In the office not working constitutes mostly of playing dumb games or reading
hacker news, the latter being kind of ok, but certainly it doesn't leave me
refreshed and willing to go back to my not-so-hip-after-the-latest-js-
framework code.

I don't think it's realistically possible to put a metric on one's
performance, that would allow us to break from time-based evaluations
completely. That being said, I see how my colleagues are progressing with
their work and it has nothing to do with which are working from home, which
from office and there is also no clear time-value correlation either.
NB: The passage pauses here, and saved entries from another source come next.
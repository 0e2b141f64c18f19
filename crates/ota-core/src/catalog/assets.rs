use std::path::Path;

use ota_domain::{Asset, HashType, UpdateStatus};
use rusqlite::{params, OptionalExtension, Transaction};
use tracing::debug;

use super::{
    asset_from_row, parse_status, path_to_sql,
    updates::{promote_if_complete, update_exists},
    Catalog, ASSET_COLUMNS,
};
use crate::error::{Result, UpdatesError};

impl Catalog {
    /// Link `assets` to an update, inserting rows for unseen `(key, hash_type)`
    /// pairs and reusing existing ones.
    ///
    /// A known row gains a `local_path` when one is supplied and loses any
    /// pending deletion mark. The update is promoted in the same transaction
    /// once every linked asset is present; the returned status reflects that.
    pub fn add_assets(&self, assets: &[Asset], update_id: &str) -> Result<UpdateStatus> {
        self.with_immediate_tx(|tx| {
            if !update_exists(tx, update_id)? {
                return Err(UpdatesError::UnknownUpdate(update_id.to_string()));
            }
            for asset in assets {
                let asset_id = upsert_asset(tx, asset)?;
                tx.execute(
                    "INSERT INTO update_assets(update_id, asset_id, is_launch_asset) \
                     VALUES (?1, ?2, ?3) \
                     ON CONFLICT(update_id, asset_id) DO UPDATE SET is_launch_asset = excluded.is_launch_asset",
                    params![update_id, asset_id, asset.is_launch_asset],
                )?;
            }
            debug!(update = %update_id, assets = assets.len(), "assets linked");
            promote_if_complete(tx, update_id)?;
            current_status(tx, update_id)
        })
    }

    /// Record where an asset's file now lives and promote every pending update
    /// that became complete. Returns the ids of promoted updates.
    pub fn update_asset_local_path(
        &self,
        key: &str,
        hash_type: HashType,
        path: &Path,
    ) -> Result<Vec<String>> {
        self.with_immediate_tx(|tx| {
            let changed = tx.execute(
                "UPDATE assets SET local_path = ?3, marked_for_deletion = 0 \
                 WHERE key = ?1 AND hash_type = ?2",
                params![key, hash_type.as_str(), path_to_sql(path)],
            )?;
            if changed == 0 {
                return Err(UpdatesError::UnknownAsset {
                    key: key.to_string(),
                    hash_type: hash_type.as_str(),
                });
            }
            let pending = {
                let mut stmt = tx.prepare(
                    "SELECT DISTINCT u.id FROM updates u \
                     JOIN update_assets ua ON ua.update_id = u.id \
                     JOIN assets a ON a.id = ua.asset_id \
                     WHERE a.key = ?1 AND a.hash_type = ?2 AND u.status = 'pending' \
                     ORDER BY u.id",
                )?;
                let ids = stmt
                    .query_map(params![key, hash_type.as_str()], |row| row.get::<_, String>(0))?
                    .collect::<rusqlite::Result<Vec<_>>>()?;
                ids
            };
            let mut promoted = Vec::new();
            for update_id in pending {
                if promote_if_complete(tx, &update_id)?.is_some() {
                    promoted.push(update_id);
                }
            }
            Ok(promoted)
        })
    }

    /// Assets linked to an update, launch flag included.
    pub fn assets_for_update(&self, update_id: &str) -> Result<Vec<Asset>> {
        let conn = self.connection()?;
        if conn
            .query_row(
                "SELECT 1 FROM updates WHERE id = ?1",
                params![update_id],
                |_| Ok(()),
            )
            .optional()?
            .is_none()
        {
            return Err(UpdatesError::UnknownUpdate(update_id.to_string()));
        }
        let mut stmt = conn.prepare(&format!(
            "SELECT {ASSET_COLUMNS}, ua.is_launch_asset FROM update_assets ua \
             JOIN assets a ON a.id = ua.asset_id \
             WHERE ua.update_id = ?1 ORDER BY a.id"
        ))?;
        let assets = stmt
            .query_map(params![update_id], asset_from_row)?
            .collect::<rusqlite::Result<Vec<_>>>()?;
        Ok(assets)
    }

    pub fn launch_asset_for_update(&self, update_id: &str) -> Result<Option<Asset>> {
        let conn = self.connection()?;
        let asset = conn
            .query_row(
                &format!(
                    "SELECT {ASSET_COLUMNS}, ua.is_launch_asset FROM update_assets ua \
                     JOIN assets a ON a.id = ua.asset_id \
                     WHERE ua.update_id = ?1 AND ua.is_launch_asset = 1"
                ),
                params![update_id],
                asset_from_row,
            )
            .optional()?;
        Ok(asset)
    }

    pub fn asset_by_key(&self, key: &str, hash_type: HashType) -> Result<Option<Asset>> {
        let conn = self.connection()?;
        let asset = conn
            .query_row(
                &format!(
                    "SELECT {ASSET_COLUMNS}, 0 FROM assets a \
                     WHERE a.key = ?1 AND a.hash_type = ?2"
                ),
                params![key, hash_type.as_str()],
                asset_from_row,
            )
            .optional()?;
        Ok(asset)
    }
}

fn upsert_asset(tx: &Transaction<'_>, asset: &Asset) -> Result<i64> {
    let hash_type = asset.hash_type.as_str();
    let local_path = asset.local_path.as_deref().map(path_to_sql);
    let url = asset.url.as_ref().map(url::Url::as_str);
    let existing: Option<(i64, String)> = tx
        .query_row(
            "SELECT id, content_hash FROM assets WHERE key = ?1 AND hash_type = ?2",
            params![asset.key, hash_type],
            |row| Ok((row.get(0)?, row.get(1)?)),
        )
        .optional()?;

    match existing {
        Some((id, content_hash)) => {
            if !content_hash.eq_ignore_ascii_case(&asset.content_hash) {
                return Err(UpdatesError::AssetConflict {
                    key: asset.key.clone(),
                    hash_type,
                    existing: content_hash,
                    incoming: asset.content_hash.clone(),
                });
            }
            tx.execute(
                "UPDATE assets SET \
                 local_path = COALESCE(?2, local_path), \
                 url = COALESCE(url, ?3), \
                 embedded_path = COALESCE(embedded_path, ?4), \
                 marked_for_deletion = 0 \
                 WHERE id = ?1",
                params![id, local_path, url, asset.embedded_path],
            )?;
            Ok(id)
        }
        None => {
            tx.execute(
                "INSERT INTO assets(key, hash_type, content_hash, url, local_path, embedded_path) \
                 VALUES (?1, ?2, ?3, ?4, ?5, ?6)",
                params![
                    asset.key,
                    hash_type,
                    asset.content_hash.to_ascii_lowercase(),
                    url,
                    local_path,
                    asset.embedded_path,
                ],
            )?;
            Ok(tx.last_insert_rowid())
        }
    }
}

fn current_status(tx: &Transaction<'_>, update_id: &str) -> Result<UpdateStatus> {
    let status: String = tx.query_row(
        "SELECT status FROM updates WHERE id = ?1",
        params![update_id],
        |row| row.get(0),
    )?;
    parse_status(&status)
}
It has
more to do with how motivated they are, what internally drives them and how
skilled they are.

I have a friend at work who believes deeply in software craftsmanship
principles and it's a privilege to see how he works. He stays at home more
than most of us, but provides a steady and consistent stream of small, high-
quality pull requests, all day, every day. I watch how not slacking at work
can have a great impact on the project and on the team morale. It has very
little to do with an open space, WFH, what kind of laptop you work on and what
blend of coffee you are given. I grew to believe those are just excuses I (and
others) are giving themselves to not fully focus on work. Once I admitted that
to myself, I decided to spend my slacking time in a way that improves my
performance later. I hope one day it will go away completely, or I will get
organized enough to be consistent in my output regardless of interruptions.

------
joelrunyon
The author's argument is basically "I don't like open offices, so they're
bad." Yawn.

I would have liked to see some studies on actual productivity level
fluctuations based on these moves.

Otherwise, it's simply another variation of "I'm not used to it, so it's bad."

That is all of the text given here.